Israel has staged the “biggest incursion” of the war so far – briefly sending tanks and troops into northern Gaza.
According to the Israeli Defence Forces, the raid is designed to “prepare the battlefield” before a widely expected ground invasion.
But what do such preparations involve – and how significant was this overnight mission?
And why does Israel continue to delay a full-scale ground invasion of Gaza, despite suggesting it has been preparing for one for weeks?
Testing Hamas’s defences before an invasion
Sky’s military analyst Sean Bell says small-scale incursions are used to test Hamas’s defensive capability – and clear anti-tank defences such as mines and obstructions.

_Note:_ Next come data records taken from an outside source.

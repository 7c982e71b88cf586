//! HTML renderer: the round-trippable HEEx source form.

use super::{attribute_source, escape_text};
use crate::ast::{is_void_element, Attribute, ClauseType, Document, EExClause, EExType, Node, Slot};

/// Renders a document back to HEEx source. Output of a clean parse
/// reparses without error.
pub fn render_html(doc: &Document) -> String {
    let mut out = String::new();
    for node in &doc.children {
        write_node(&mut out, node);
    }
    out
}

fn write_node(out: &mut String, node: &Node) {
    match node {
        Node::Text { content } => out.push_str(&escape_text(content)),
        Node::Element {
            tag,
            attributes,
            children,
            self_closing,
        } => {
            out.push('<');
            out.push_str(tag);
            write_attributes(out, attributes);
            if *self_closing || is_void_element(tag) {
                out.push_str(" />");
                return;
            }
            out.push('>');
            for child in children {
                write_node(out, child);
            }
            out.push_str("</");
            out.push_str(tag);
            out.push('>');
        }
        Node::Component {
            name,
            attributes,
            children,
            slots,
            ..
        } => {
            out.push('<');
            out.push_str(name);
            write_attributes(out, attributes);
            if children.is_empty() && slots.is_empty() {
                out.push_str(" />");
                return;
            }
            out.push('>');
            for child in children {
                write_node(out, child);
            }
            for slot in slots {
                write_slot(out, slot);
            }
            out.push_str("</");
            out.push_str(name);
            out.push('>');
        }
        Node::Slot(slot) => write_slot(out, slot),
        Node::Expression(expression) => {
            out.push('{');
            out.push_str(&expression.code);
            out.push('}');
        }
        Node::EEx { eex_type, code } => {
            let open = match eex_type {
                EExType::Output => "<%=",
                EExType::Exec => "<%",
                EExType::Comment => "<%#",
            };
            out.push_str(open);
            out.push(' ');
            out.push_str(code);
            out.push_str(" %>");
        }
        Node::EExBlock {
            block_type,
            expression,
            clauses,
        } => {
            out.push_str("<%= ");
            out.push_str(block_type);
            out.push(' ');
            out.push_str(expression);
            out.push_str(" do %>");
            for clause in clauses {
                write_clause(out, clause);
            }
        }
        Node::Comment { content } => {
            out.push_str("<!--");
            out.push_str(content);
            out.push_str("-->");
        }
    }
}

fn write_clause(out: &mut String, clause: &EExClause) {
    match clause.clause_type {
        ClauseType::Do => {}
        ClauseType::Else => out.push_str("<% else %>"),
        ClauseType::End => {
            out.push_str("<% end %>");
            return;
        }
        ClauseType::Arrow => {
            out.push_str("<% ");
            if let Some(expression) = &clause.expression {
                out.push_str(expression);
            }
            out.push_str(" %>");
        }
    }
    for child in &clause.children {
        write_node(out, child);
    }
}

fn write_slot(out: &mut String, slot: &Slot) {
    out.push_str("<:");
    out.push_str(&slot.name);
    write_attributes(out, &slot.attributes);
    if slot.children.is_empty() {
        out.push_str(" />");
        return;
    }
    out.push('>');
    for child in &slot.children {
        write_node(out, child);
    }
    out.push_str("</:");
    out.push_str(&slot.name);
    out.push('>');
}

fn write_attributes(out: &mut String, attributes: &[Attribute]) {
    for attribute in attributes {
        out.push(' ');
        out.push_str(&attribute_source(attribute));
    }
}
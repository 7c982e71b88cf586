use super::*;

impl Scanner {
    /// EEx path: `<% … %>`, `<%= … %>`, and `<%# … %>`.
    ///
    /// The body runs to the next `%>` with no nesting; it is stored
    /// trimmed of surrounding whitespace.
    pub(super) fn scan_eex(&mut self) {
        let start = self.location();
        self.bump_n(2); // <%
        let kind = if self.eat('=') {
            TokenKind::EexOutput
        } else if self.eat('#') {
            TokenKind::EexComment
        } else {
            TokenKind::EexOpen
        };
        self.push_token(kind, "", start);

        let body_start = self.location();
        let mut body = String::new();
        loop {
            if self.remaining().starts_with("%>") {
                break;
            }
            match self.bump() {
                Some(c) => body.push(c),
                None => {
                    self.error_at(start, "Unterminated EEx expression");
                    return;
                }
            }
        }
        let trimmed = body.trim();
        if !trimmed.is_empty() {
            self.push_token(TokenKind::EexContent, trimmed, body_start);
        }
        let close = self.location();
        self.bump_n(2); // %>
        self.push_token(TokenKind::EexClose, "%>", close);
    }
}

“Hamas had clearly spent some months preparing their offensive on 7 October – and Israel will want to minimise the risk involved with any ground incursion,” he explained.
Mr Bell thinks this probably won’t be the IDF’s last incursion before a larger-scale invasion.
“It is clear that Israel intends to conduct a significantly larger invasion at some stage – so is prepared to take the risks involved in this latest escalation,” he said.
“Israel will also be keen to exploit its military advantage over Hamas, so leveraging its satellite technology and drones – as well as intercepting and jamming communications – is a vital step to ensuring any subsequent ground invasion is conducted as efficiently as possible.”
All of Hamas’s communication systems would have “lit up” during last night’s raid, Mr Bell says – providing Israel with an opportunity to intercept them.
The incursion would also have allowed Israel to bulldozer through anti-tank defences, identify minefields and gather intelligence on what positions Hamas fighters were occupying, he added.
How Hamas could respond to biggest Israeli ground raid yet
The recent incursions are unlikely to come as much of a surprise to Hamas, which would have anticipated how Israel might respond.
“Tactically, Hamas will have anti-tank weapons that could inflict significant damage to Israeli armour – and use a combination of mines, rockets, guns and booby-traps to make life as difficult as possible for the IDF,” Mr Bell explained.
He also expects that Hamas will “drip-feed” the release of hostages to distract the international community and increase pressure on Israel to stop military attacks.
Can Israel destroy Hamas and how would invasion work?
The IDF has been executing devastating air raids on the Gaza Strip for the past two weeks – but Prime Minister Benjamin Netanyahu has refused to elaborate on when, or how, a ground invasion will take place.
According to Mr Bell, any offensive would be fraught with difficulty.
“The objective apparently is to destroy Hamas, it’s very difficult to see how you can do that militarily,” Mr Bell cautioned.
“Hamas is more of an idea than an actual army.”
He said Israel may not send troops into Gaza City itself, but its forces may put a “ring of steel” around it.
“Any incursion into the city would involve an urban battle that usually favours the defenders,” the analyst warned.
“Hamas would almost certainly use anti-tank weapons and mines to slow any IDF advance, and could fall back to the relative safety of the urban environment.
“The network of Hamas tunnels under the city – ‘the Gaza Metro’ – provide Hamas with a tactical advantage over the militarily superior IDF.”
With over 200 people still being held hostage by Hamas, Mr Bell went on to warn that a ground invasion would “almost certainly” endanger those being held captive near battlefields.
That’s why the IDF may opt to encircle Gaza City – before using special forces in raids in a bid to recover hostages.